Hospital inpatient visits and skilled nursing facilities are some examples of events that may be eligible to receive per diem payments according to the contract an insurance payer has with the facility.
Per -visit payments are normally paid in a clinic, home health, physical therapy, or outpatient setting.
Per-Episode or Case Rate Payments
Per-episode payments are made for all services rendered during one episode of care. They are also referred to as case rates. The episode of care can extend over several days or visits and be covered by a single payment.
Episode payments are usually made for emergency room visits, ambulatory surgical procedures, or hospital inpatient visits. When used in hospital inpatient visits, the payment is usually made based on DRGs (Diagnosis Related Groups).

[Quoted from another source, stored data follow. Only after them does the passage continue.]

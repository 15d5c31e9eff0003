//! Player physics
//!
//! One [`PlayerPhysics`] per connected player, advanced once per tick
//! against any [`VoxelWorld`](crate::world::VoxelWorld).

pub mod aabb;
pub mod collision;
pub mod player;

pub use aabb::AABB;
pub use collision::{move_with_collision, BodyDims, MoveResult};
pub use player::{sample_medium, Medium, MovementMode, PlayerPhysics};

use crate::constants::physics as defaults;
use cgmath::Vector3;
use serde::{Deserialize, Serialize};

pub type Vec3 = Vector3<f32>;

/// Tunable physics values, loaded from the `[physics]` config section
#[derive(Debug, Clone, Copy, PartialEq, Serialize, Deserialize)]
#[serde(default)]
pub struct PhysicsConfig {
    pub player_width: f32,
    pub player_height: f32,
    pub eye_height: f32,
    pub step_height: f32,
    pub gravity: f32,
    pub jump_velocity: f32,
    pub walk_speed: f32,
    pub sprint_speed: f32,
    pub sneak_speed: f32,
    pub fly_speed: f32,
    pub max_air: i32,
    pub fall_damage_threshold: f32,
    pub fall_damage_per_block: f32,
    pub slime_bounce: f32,
}

impl Default for PhysicsConfig {
    fn default() -> Self {
        Self {
            player_width: defaults::PLAYER_WIDTH,
            player_height: defaults::PLAYER_HEIGHT,
            eye_height: defaults::EYE_HEIGHT,
            step_height: defaults::STEP_HEIGHT,
            gravity: defaults::GRAVITY,
            jump_velocity: defaults::JUMP_VELOCITY,
            walk_speed: defaults::WALK_SPEED,
            sprint_speed: defaults::SPRINT_SPEED,
            sneak_speed: defaults::SNEAK_SPEED,
            fly_speed: defaults::FLY_SPEED,
            max_air: defaults::MAX_AIR,
            fall_damage_threshold: defaults::FALL_DAMAGE_THRESHOLD,
            fall_damage_per_block: defaults::FALL_DAMAGE_PER_BLOCK,
            slime_bounce: defaults::SLIME_BOUNCE,
        }
    }
}

impl PhysicsConfig {
    pub fn body_dims(&self) -> BodyDims {
        BodyDims {
            width: self.player_width,
            height: self.player_height,
            step_height: self.step_height,
        }
    }
}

DRGs are assigned a classification based on a combination of ICD-9 diagnosis codes, CPT and HCPCS procedure codes, complications or conditions present on admission, discharge status, age, and sex. DRG payments are also based on a certain time period, which is an average number of days necessary for adequate treatment.
Per Patient or Capitation Payments
Per patient payments, or capitation payments, are fixed, monthly payments received by the medical office for the patient. This amount stays the same regardless of how many visits the patient has or the cost of incurred expenses and even when they don’t receive care at all.
State Medicaid programs are an example of a payer that makes per patient payments. Physicians are paid a set amount for each Medicaid patient they offer services to who are enrolled in their clinic or practice. This is the most effective way to cut health care costs while promoting preventative care.
The most common method of payment is the fee-for-service model. In a fee-for-service, the medical office is paid a set amount for each type or unit of service rendered. An office visit, lab tests, x-ray or another service is individually paid according to the fee schedule. The more care a patient receives, the more payments are made.
This payment method allows the medical office to receive the maximum reimbursement for each episode of care.
Financial Management and Accounts Receivable
Financial management is the effective and efficient management of the money generated by an organization which includes all components of the revenue cycle including accounts receivable.
Accounts receivables, also known as patient accounting, refers to revenues generated but not yet collected. To ensure cash flow is sufficient for effective management, the medical office has the responsibility to maximize its revenue potential.
A medical office may receive insurance payments by any or all of the different methods. Choosing which insurers to work with can determine what type of payments the office will receive.